TASK ITEM: From the line below that contains "dt = NaiveDateTime::parse_from_str(value, VENDOR_DATE_FORMAT)" to the line that contains "seconds in the vendor layout", repeat every line exactly, both ends included, and nothing else.

(SOURCE RECORDS Opens)

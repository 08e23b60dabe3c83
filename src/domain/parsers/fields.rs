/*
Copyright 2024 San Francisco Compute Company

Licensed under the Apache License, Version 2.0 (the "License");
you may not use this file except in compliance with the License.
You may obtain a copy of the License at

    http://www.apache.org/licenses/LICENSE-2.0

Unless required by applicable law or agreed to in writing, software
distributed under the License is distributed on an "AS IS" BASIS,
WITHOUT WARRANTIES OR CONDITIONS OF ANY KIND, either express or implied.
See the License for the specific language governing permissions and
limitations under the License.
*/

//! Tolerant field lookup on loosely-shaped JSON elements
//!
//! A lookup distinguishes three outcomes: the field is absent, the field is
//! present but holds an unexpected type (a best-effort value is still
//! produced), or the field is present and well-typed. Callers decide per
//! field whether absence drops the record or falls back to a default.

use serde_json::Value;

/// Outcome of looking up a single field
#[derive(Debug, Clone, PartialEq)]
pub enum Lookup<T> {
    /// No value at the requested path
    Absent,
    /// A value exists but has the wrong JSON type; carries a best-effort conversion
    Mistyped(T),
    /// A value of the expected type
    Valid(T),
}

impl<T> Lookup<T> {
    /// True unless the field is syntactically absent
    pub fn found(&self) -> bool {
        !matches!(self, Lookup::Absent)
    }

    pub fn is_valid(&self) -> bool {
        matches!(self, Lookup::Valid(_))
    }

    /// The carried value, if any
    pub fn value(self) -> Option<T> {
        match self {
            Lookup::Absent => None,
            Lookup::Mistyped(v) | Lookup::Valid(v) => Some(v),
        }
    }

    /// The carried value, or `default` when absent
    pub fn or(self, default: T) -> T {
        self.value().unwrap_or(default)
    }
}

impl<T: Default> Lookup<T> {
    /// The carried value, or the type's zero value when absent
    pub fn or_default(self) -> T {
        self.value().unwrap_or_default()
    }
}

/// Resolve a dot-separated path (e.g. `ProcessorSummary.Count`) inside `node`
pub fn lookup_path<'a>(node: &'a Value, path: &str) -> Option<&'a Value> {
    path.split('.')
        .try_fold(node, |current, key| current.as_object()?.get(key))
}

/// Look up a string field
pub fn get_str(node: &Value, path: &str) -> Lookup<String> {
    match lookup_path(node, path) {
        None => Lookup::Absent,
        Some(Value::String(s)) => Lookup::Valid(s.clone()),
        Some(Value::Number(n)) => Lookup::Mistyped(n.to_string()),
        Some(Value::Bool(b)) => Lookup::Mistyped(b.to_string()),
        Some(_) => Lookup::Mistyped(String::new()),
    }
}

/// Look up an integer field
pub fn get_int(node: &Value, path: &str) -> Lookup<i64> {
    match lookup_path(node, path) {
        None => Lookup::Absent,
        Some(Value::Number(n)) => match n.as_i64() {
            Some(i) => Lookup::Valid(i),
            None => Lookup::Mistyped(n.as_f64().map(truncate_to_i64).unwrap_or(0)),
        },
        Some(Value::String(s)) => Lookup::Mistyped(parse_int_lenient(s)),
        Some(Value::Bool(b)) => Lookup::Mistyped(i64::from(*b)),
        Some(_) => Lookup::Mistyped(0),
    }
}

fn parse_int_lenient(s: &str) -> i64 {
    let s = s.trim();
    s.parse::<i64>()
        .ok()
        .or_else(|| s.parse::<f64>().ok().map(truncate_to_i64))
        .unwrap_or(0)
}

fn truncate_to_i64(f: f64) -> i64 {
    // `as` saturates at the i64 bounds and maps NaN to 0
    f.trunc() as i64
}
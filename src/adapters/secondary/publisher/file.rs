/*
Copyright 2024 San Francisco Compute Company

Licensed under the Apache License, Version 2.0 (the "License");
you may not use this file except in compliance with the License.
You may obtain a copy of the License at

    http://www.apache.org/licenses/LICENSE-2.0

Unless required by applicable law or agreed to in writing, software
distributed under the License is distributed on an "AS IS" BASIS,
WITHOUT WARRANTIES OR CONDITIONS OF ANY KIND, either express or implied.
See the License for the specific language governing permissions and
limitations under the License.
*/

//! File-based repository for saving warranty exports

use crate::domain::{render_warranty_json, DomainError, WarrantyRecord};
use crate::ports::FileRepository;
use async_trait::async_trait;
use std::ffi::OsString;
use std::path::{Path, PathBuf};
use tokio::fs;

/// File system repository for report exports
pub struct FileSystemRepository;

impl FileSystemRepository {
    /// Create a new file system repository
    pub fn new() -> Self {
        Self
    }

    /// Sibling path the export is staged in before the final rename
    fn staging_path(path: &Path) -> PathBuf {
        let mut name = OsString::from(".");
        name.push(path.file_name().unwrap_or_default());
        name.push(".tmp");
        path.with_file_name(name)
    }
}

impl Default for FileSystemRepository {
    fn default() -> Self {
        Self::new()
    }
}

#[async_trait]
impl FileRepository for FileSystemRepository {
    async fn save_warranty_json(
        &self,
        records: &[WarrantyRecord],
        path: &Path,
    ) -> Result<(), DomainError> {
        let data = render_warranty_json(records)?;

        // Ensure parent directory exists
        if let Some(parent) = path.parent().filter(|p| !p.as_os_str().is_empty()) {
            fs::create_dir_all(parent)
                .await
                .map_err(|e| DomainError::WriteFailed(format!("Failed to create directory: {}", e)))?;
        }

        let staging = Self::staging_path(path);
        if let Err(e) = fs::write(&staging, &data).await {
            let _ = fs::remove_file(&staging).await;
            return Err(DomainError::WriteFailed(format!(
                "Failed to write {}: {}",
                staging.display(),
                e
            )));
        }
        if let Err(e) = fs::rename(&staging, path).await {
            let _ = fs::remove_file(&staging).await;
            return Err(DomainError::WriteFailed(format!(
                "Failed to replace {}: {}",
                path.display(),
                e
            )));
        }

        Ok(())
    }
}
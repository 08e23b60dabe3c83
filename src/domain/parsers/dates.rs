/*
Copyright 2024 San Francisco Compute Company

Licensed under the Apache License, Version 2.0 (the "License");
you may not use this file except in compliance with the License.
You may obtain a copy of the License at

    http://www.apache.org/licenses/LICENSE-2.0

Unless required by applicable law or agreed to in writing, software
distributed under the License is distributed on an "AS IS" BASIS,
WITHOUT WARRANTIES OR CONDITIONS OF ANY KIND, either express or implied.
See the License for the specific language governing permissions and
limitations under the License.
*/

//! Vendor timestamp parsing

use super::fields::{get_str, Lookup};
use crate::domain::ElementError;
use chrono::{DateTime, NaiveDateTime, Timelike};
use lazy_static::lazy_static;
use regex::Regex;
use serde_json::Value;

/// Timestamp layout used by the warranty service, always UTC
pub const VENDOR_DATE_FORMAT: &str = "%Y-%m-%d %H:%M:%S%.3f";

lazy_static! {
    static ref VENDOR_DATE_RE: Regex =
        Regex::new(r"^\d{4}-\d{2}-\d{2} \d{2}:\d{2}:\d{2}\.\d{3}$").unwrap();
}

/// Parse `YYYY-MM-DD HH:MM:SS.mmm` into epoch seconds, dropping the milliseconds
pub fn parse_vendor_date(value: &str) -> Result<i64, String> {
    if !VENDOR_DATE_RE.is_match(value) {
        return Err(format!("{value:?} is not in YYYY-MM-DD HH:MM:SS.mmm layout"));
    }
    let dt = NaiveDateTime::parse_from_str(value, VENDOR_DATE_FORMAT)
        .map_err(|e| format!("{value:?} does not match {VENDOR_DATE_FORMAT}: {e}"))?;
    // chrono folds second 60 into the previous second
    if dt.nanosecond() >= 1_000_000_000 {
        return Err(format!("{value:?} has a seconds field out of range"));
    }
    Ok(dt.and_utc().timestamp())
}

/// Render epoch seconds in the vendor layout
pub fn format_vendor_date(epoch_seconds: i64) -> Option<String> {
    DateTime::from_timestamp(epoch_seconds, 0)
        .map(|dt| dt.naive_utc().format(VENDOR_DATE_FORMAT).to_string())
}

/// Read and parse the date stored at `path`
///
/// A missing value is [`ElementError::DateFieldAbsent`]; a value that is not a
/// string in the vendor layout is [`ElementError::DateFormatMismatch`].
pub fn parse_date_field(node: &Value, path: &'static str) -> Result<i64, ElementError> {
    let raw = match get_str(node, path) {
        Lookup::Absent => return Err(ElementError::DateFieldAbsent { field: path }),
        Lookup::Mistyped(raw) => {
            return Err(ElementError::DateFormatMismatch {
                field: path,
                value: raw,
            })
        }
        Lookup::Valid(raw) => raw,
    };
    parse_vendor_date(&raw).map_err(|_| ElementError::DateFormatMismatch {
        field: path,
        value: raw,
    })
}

(SOURCE RECORDS Closes)

OUTPUT FOR THIS TASK:
    let dt = NaiveDateTime::parse_from_str(value, VENDOR_DATE_FORMAT)
        .map_err(|e| format!("{value:?} does not match {VENDOR_DATE_FORMAT}: {e}"))?;
    // chrono folds second 60 into the previous second
    if dt.nanosecond() >= 1_000_000_000 {
        return Err(format!("{value:?} has a seconds field out of range"));
    }
    Ok(dt.and_utc().timestamp())
}

/// Render epoch seconds in the vendor layout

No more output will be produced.